Proof. The proof uses two variational identities derived from BPP Lemma 3.9 at exponent \(\mu=3-p\). The first gives \[ I_2'(r)=-af'(r)I_1(r), \tag{3.1} \] where \(I_1(r):=\int_{\Sigma_r}H_p|\nabla u_p|\,dH^2\) and \(I_2(r):=\int_{\Sigma_r}|\nabla u_p|^2\,dH^2\).
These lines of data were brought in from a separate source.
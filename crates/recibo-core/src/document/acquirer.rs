//! Text acquisition: direct extraction with OCR fallback.

use std::sync::Arc;
use std::sync::atomic::{AtomicU32, Ordering};

use tracing::{debug, info, warn};

use crate::error::AcquireError;
use crate::models::config::PdfConfig;
use crate::models::receipt::{DocumentHint, ExtractedText, RawDocument};

#[cfg(feature = "ocr")]
use crate::ocr::PureOcrEngine;

use super::reader::DocumentReader;

/// Cloneable handle publishing acquisition progress in `[0, 1]`.
///
/// The published value is monotonically non-decreasing. This is observable
/// state for UI consumption only; it carries no correctness contract.
#[derive(Debug, Clone, Default)]
pub struct AcquireProgress(Arc<AtomicU32>);

impl AcquireProgress {
    pub fn new() -> Self {
        Self::default()
    }

    /// Current progress value.
    pub fn get(&self) -> f32 {
        f32::from_bits(self.0.load(Ordering::Relaxed))
    }

    /// Advance progress; values below the current one are ignored.
    pub(crate) fn advance(&self, value: f32) {
        let value = value.clamp(0.0, 1.0);
        let _ = self
            .0
            .fetch_update(Ordering::Relaxed, Ordering::Relaxed, |bits| {
                (value > f32::from_bits(bits)).then(|| value.to_bits())
            });
    }
}

/// Converts an arbitrary receipt document into text lines.
///
/// Tries machine-encoded text across all pages first; when the document
/// yields none (a scan), rasterizes the first page and runs OCR.
pub struct TextAcquirer {
    config: PdfConfig,
    #[cfg(feature = "ocr")]
    ocr: Option<PureOcrEngine>,
    progress: AcquireProgress,
}

impl TextAcquirer {
    pub fn new(config: PdfConfig) -> Self {
        Self {
            config,
            #[cfg(feature = "ocr")]
            ocr: None,
            progress: AcquireProgress::new(),
        }
    }

    /// Attach an OCR engine for the scanned-image fallback.
    #[cfg(feature = "ocr")]
    pub fn with_ocr(mut self, engine: PureOcrEngine) -> Self {
        self.ocr = Some(engine);
        self
    }

    /// Handle for observing progress of the current acquisition.
    pub fn progress(&self) -> AcquireProgress {
        self.progress.clone()
    }

    /// Acquire text from a document.
    ///
    /// Either completes with the full [`ExtractedText`] or fails; partial
    /// results are never delivered.
    pub fn acquire(&self, document: &RawDocument) -> Result<ExtractedText, AcquireError> {
        self.progress.advance(0.05);

        // An image-only document (camera scan) has no text layer at all;
        // recognition is the only path.
        if document.hint() == DocumentHint::Image {
            if let Ok(image) = image::load_from_memory(document.data()) {
                let text = self.ocr_image(&image)?;
                self.progress.advance(1.0);
                return Ok(text);
            }
            // Not a raster file; fall through and treat it as a scanned
            // document container.
        }

        let reader = DocumentReader::load(document.data())?;
        self.progress.advance(0.2);

        let direct = if document.hint() == DocumentHint::Image || !self.config.prefer_embedded_text
        {
            String::new()
        } else {
            self.direct_text(&reader)?
        };
        self.progress.advance(0.4);

        if !direct.is_empty() && direct.len() >= self.config.min_text_length {
            info!("Acquired {} chars of embedded text", direct.len());
            self.progress.advance(1.0);
            return Ok(ExtractedText::from_text(&direct));
        }

        if direct.is_empty() {
            debug!("No embedded text, falling back to OCR");
            let text = self.ocr_fallback(&reader)?;
            self.progress.advance(1.0);
            return Ok(text);
        }

        // Hybrid scan with a token amount of embedded text: prefer OCR, but
        // the embedded text is still a usable answer if recognition fails.
        debug!(
            "Embedded text below threshold ({} < {}), trying OCR",
            direct.len(),
            self.config.min_text_length
        );
        match self.ocr_fallback(&reader) {
            Ok(text) => {
                self.progress.advance(1.0);
                Ok(text)
            }
            Err(e) => {
                warn!("OCR fallback failed ({}), keeping embedded text", e);
                self.progress.advance(1.0);
                Ok(ExtractedText::from_text(&direct))
            }
        }
    }

    /// Page texts concatenated in page order, separated by a line break.
    fn direct_text(&self, reader: &DocumentReader) -> Result<String, AcquireError> {
        let pages = reader.page_texts()?;
        Ok(pages.join("\n").trim().to_string())
    }

    fn ocr_fallback(&self, reader: &DocumentReader) -> Result<ExtractedText, AcquireError> {
        let image = reader.first_page_image().ok_or_else(|| {
            AcquireError::RecognitionFailed("document has no page image to recognize".into())
        })?;
        self.progress.advance(0.6);
        self.ocr_image(&image)
    }

    #[cfg(feature = "ocr")]
    fn ocr_image(&self, image: &image::DynamicImage) -> Result<ExtractedText, AcquireError> {
        let Some(engine) = self.ocr.as_ref() else {
            return Err(AcquireError::RecognitionFailed(
                "no OCR engine configured".into(),
            ));
        };

        let result = engine.process(image)?;
        self.progress.advance(0.95);

        let text = ExtractedText::from_lines(result.lines());
        if text.is_empty() {
            return Err(AcquireError::RecognitionFailed(
                "recognizer produced no text".into(),
            ));
        }

        info!("OCR recognized {} lines", text.lines().len());
        Ok(text)
    }

    #[cfg(not(feature = "ocr"))]
    fn ocr_image(&self, _image: &image::DynamicImage) -> Result<ExtractedText, AcquireError> {
        Err(AcquireError::RecognitionFailed(
            "OCR support not compiled in (enable the `ocr` feature)".into(),
        ))
    }
}
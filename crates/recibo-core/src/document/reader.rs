//! Low-level document access using lopdf and pdf-extract.

use image::{DynamicImage, ImageBuffer, Rgba};
use lopdf::{Document, Object, ObjectId};
use tracing::{debug, trace};

use crate::error::AcquireError;

/// Read-only view over a loaded receipt document.
#[derive(Debug)]
pub struct DocumentReader {
    document: Document,
    raw_data: Vec<u8>,
}

impl DocumentReader {
    /// Load a document from bytes.
    ///
    /// Documents encrypted with an empty password are decrypted
    /// transparently; any other encryption is rejected.
    pub fn load(data: &[u8]) -> Result<Self, AcquireError> {
        let mut doc = Document::load_mem(data)
            .map_err(|e| AcquireError::InvalidDocument(e.to_string()))?;

        let raw_data = if doc.is_encrypted() {
            if doc.decrypt("").is_err() {
                return Err(AcquireError::InvalidDocument("document is encrypted".into()));
            }
            debug!("Decrypted document with empty password");

            // pdf-extract needs the decrypted bytes
            let mut decrypted = Vec::new();
            doc.save_to(&mut decrypted)
                .map_err(|e| AcquireError::InvalidDocument(e.to_string()))?;
            decrypted
        } else {
            data.to_vec()
        };

        let page_count = doc.get_pages().len();
        if page_count == 0 {
            return Err(AcquireError::InvalidDocument("document has no pages".into()));
        }

        debug!("Loaded document with {} pages", page_count);
        Ok(Self {
            document: doc,
            raw_data,
        })
    }

    /// Number of pages in the document.
    pub fn page_count(&self) -> u32 {
        self.document.get_pages().len() as u32
    }

    /// Extract machine-encoded text from the whole document.
    pub fn extract_text(&self) -> Result<String, AcquireError> {
        pdf_extract::extract_text_from_mem(&self.raw_data)
            .map_err(|e| AcquireError::InvalidDocument(e.to_string()))
    }

    /// Machine text per page, in page order.
    ///
    /// pdf-extract yields one undifferentiated block, so pages are
    /// apportioned by line count; good enough for joining back together.
    pub fn page_texts(&self) -> Result<Vec<String>, AcquireError> {
        let full_text = self.extract_text()?;
        let lines: Vec<&str> = full_text.lines().collect();
        let page_count = self.page_count() as usize;

        if page_count <= 1 || lines.is_empty() {
            return Ok(vec![full_text]);
        }

        let lines_per_page = lines.len().div_ceil(page_count);
        Ok(lines
            .chunks(lines_per_page)
            .map(|chunk| chunk.join("\n"))
            .collect())
    }

    /// The embedded image of the first page, at its intrinsic resolution.
    ///
    /// Scanned receipts embed each page as a single full-page image; that
    /// image is what the OCR fallback consumes.
    pub fn first_page_image(&self) -> Option<DynamicImage> {
        let pages = self.document.get_pages();
        if let Some(page_id) = pages.get(&1) {
            if let Some(resources) = self.page_resources(*page_id) {
                if let Ok(xobjects) = resources.get(b"XObject") {
                    if let Ok((_, Object::Dictionary(xobj_dict))) =
                        self.document.dereference(xobjects)
                    {
                        for (_name, obj_ref) in xobj_dict.iter() {
                            if let Ok((_, obj)) = self.document.dereference(obj_ref) {
                                if let Some(img) = self.decode_image_object(obj) {
                                    return Some(img);
                                }
                            }
                        }
                    }
                }
            }
        }

        // Some writers attach the scan outside the page resources; take the
        // first decodable image object anywhere in the document.
        debug!("No XObject image on page 1, scanning all objects");
        self.document
            .objects
            .iter()
            .find_map(|(_, obj)| self.decode_image_object(obj))
    }

    /// Resources dictionary for a page, following Parent inheritance.
    fn page_resources(&self, page_id: ObjectId) -> Option<lopdf::Dictionary> {
        let mut node_id = page_id;
        loop {
            let Ok(Object::Dictionary(dict)) = self.document.get_object(node_id) else {
                return None;
            };
            if let Ok(resources) = dict.get(b"Resources") {
                if let Ok((_, Object::Dictionary(res))) = self.document.dereference(resources) {
                    return Some(res.clone());
                }
            }
            match dict.get(b"Parent") {
                Ok(Object::Reference(parent_id)) => node_id = *parent_id,
                _ => return None,
            }
        }
    }

    fn decode_image_object(&self, obj: &Object) -> Option<DynamicImage> {
        let Object::Stream(stream) = obj else {
            return None;
        };
        let dict = &stream.dict;

        let subtype = dict.get(b"Subtype").ok()?;
        if subtype.as_name().ok()? != b"Image" {
            return None;
        }

        let width = dict.get(b"Width").ok()?.as_i64().ok()? as u32;
        let height = dict.get(b"Height").ok()?.as_i64().ok()? as u32;
        trace!("Found image object: {}x{}", width, height);

        let filter_name = dict.get(b"Filter").ok().and_then(|f| match f {
            Object::Name(name) => Some(name.as_slice()),
            Object::Array(arr) => arr.first().and_then(|o| o.as_name().ok()),
            _ => None,
        });

        if let Some(b"DCTDecode") = filter_name {
            // JPEG scan data is stored as-is
            return image::load_from_memory_with_format(&stream.content, image::ImageFormat::Jpeg)
                .ok();
        }
        if matches!(
            filter_name,
            Some(b"JPXDecode") | Some(b"CCITTFaxDecode") | Some(b"JBIG2Decode")
        ) {
            trace!("Unsupported image filter, skipping");
            return None;
        }

        let data = stream
            .decompressed_content()
            .unwrap_or_else(|_| stream.content.clone());

        let bits = dict
            .get(b"BitsPerComponent")
            .ok()
            .and_then(|o| o.as_i64().ok())
            .unwrap_or(8);
        if bits != 8 {
            trace!("Unsupported bits per component: {}", bits);
            return None;
        }

        let color_space = dict
            .get(b"ColorSpace")
            .ok()
            .and_then(|o| match o {
                Object::Name(name) => Some(name.as_slice()),
                Object::Array(arr) => arr.first().and_then(|o| o.as_name().ok()),
                Object::Reference(r) => {
                    self.document.get_object(*r).ok().and_then(|o| o.as_name().ok())
                }
                _ => None,
            })
            .unwrap_or(b"DeviceRGB");

        decode_raw_image(&data, width, height, color_space)
    }
}

/// Expand raw 8-bit RGB or grayscale samples into an RGBA image.
fn decode_raw_image(
    data: &[u8],
    width: u32,
    height: u32,
    color_space: &[u8],
) -> Option<DynamicImage> {
    let pixels = (width * height) as usize;
    let mut rgba = Vec::with_capacity(pixels * 4);

    match color_space {
        b"DeviceRGB" | b"RGB" if data.len() >= pixels * 3 => {
            for chunk in data[..pixels * 3].chunks_exact(3) {
                rgba.extend_from_slice(&[chunk[0], chunk[1], chunk[2], 255]);
            }
        }
        b"DeviceGray" | b"G" if data.len() >= pixels => {
            for &gray in &data[..pixels] {
                rgba.extend_from_slice(&[gray, gray, gray, 255]);
            }
        }
        _ => {
            trace!(
                "Could not decode image: colorspace={:?}, data_len={}",
                String::from_utf8_lossy(color_space),
                data.len()
            );
            return None;
        }
    }

    ImageBuffer::<Rgba<u8>, _>::from_raw(width, height, rgba).map(DynamicImage::ImageRgba8)
}

#[cfg(test)]
mod tests {
    use super::*;

    #[test]
    fn load_rejects_garbage_bytes() {
        let err = DocumentReader::load(b"not a pdf").unwrap_err();
        assert!(matches!(err, AcquireError::InvalidDocument(_)));
    }

    #[test]
    fn decode_raw_gray_image() {
        let data = vec![128u8; 4];
        let img = decode_raw_image(&data, 2, 2, b"DeviceGray").unwrap();
        assert_eq!(img.width(), 2);
        assert_eq!(img.height(), 2);
    }

    #[test]
    fn decode_raw_image_rejects_short_data() {
        assert!(decode_raw_image(&[0u8; 3], 2, 2, b"DeviceRGB").is_none());
    }
}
The second, obtained by differentiating \(I_1\) and applying the Gauss equation on the curvature-varifold level, gives \[ I_1'(r) = -f'(r)\int_{\Sigma_r} \left[ \frac{|\nabla^\top X_p|^2}{X_p^2} +\frac12(R_g-R^\top+|\mathring h|^2) +\frac{2a+1}{4}H_p^2 \right]\,dH^2. \tag{3.2} \] Inserting (3.1)–(3.2) into \(\mathcal Z_{p,1}'=4\pi\gamma'+\alpha'I_1+\beta'I_2+\alpha I_1'+\beta I_2'\), applying the ODE system, and completing the square \[ \frac{2a+1}{4}H_p^2-(2a+1)\eta H_p|\nabla u_p|+(2a+1)\eta^2|\nabla u_p|^2=(2a+1)\left(\frac{H_p}{2}-\eta|\nabla u_p|\right)^2 \] yields the claim. \(\square\)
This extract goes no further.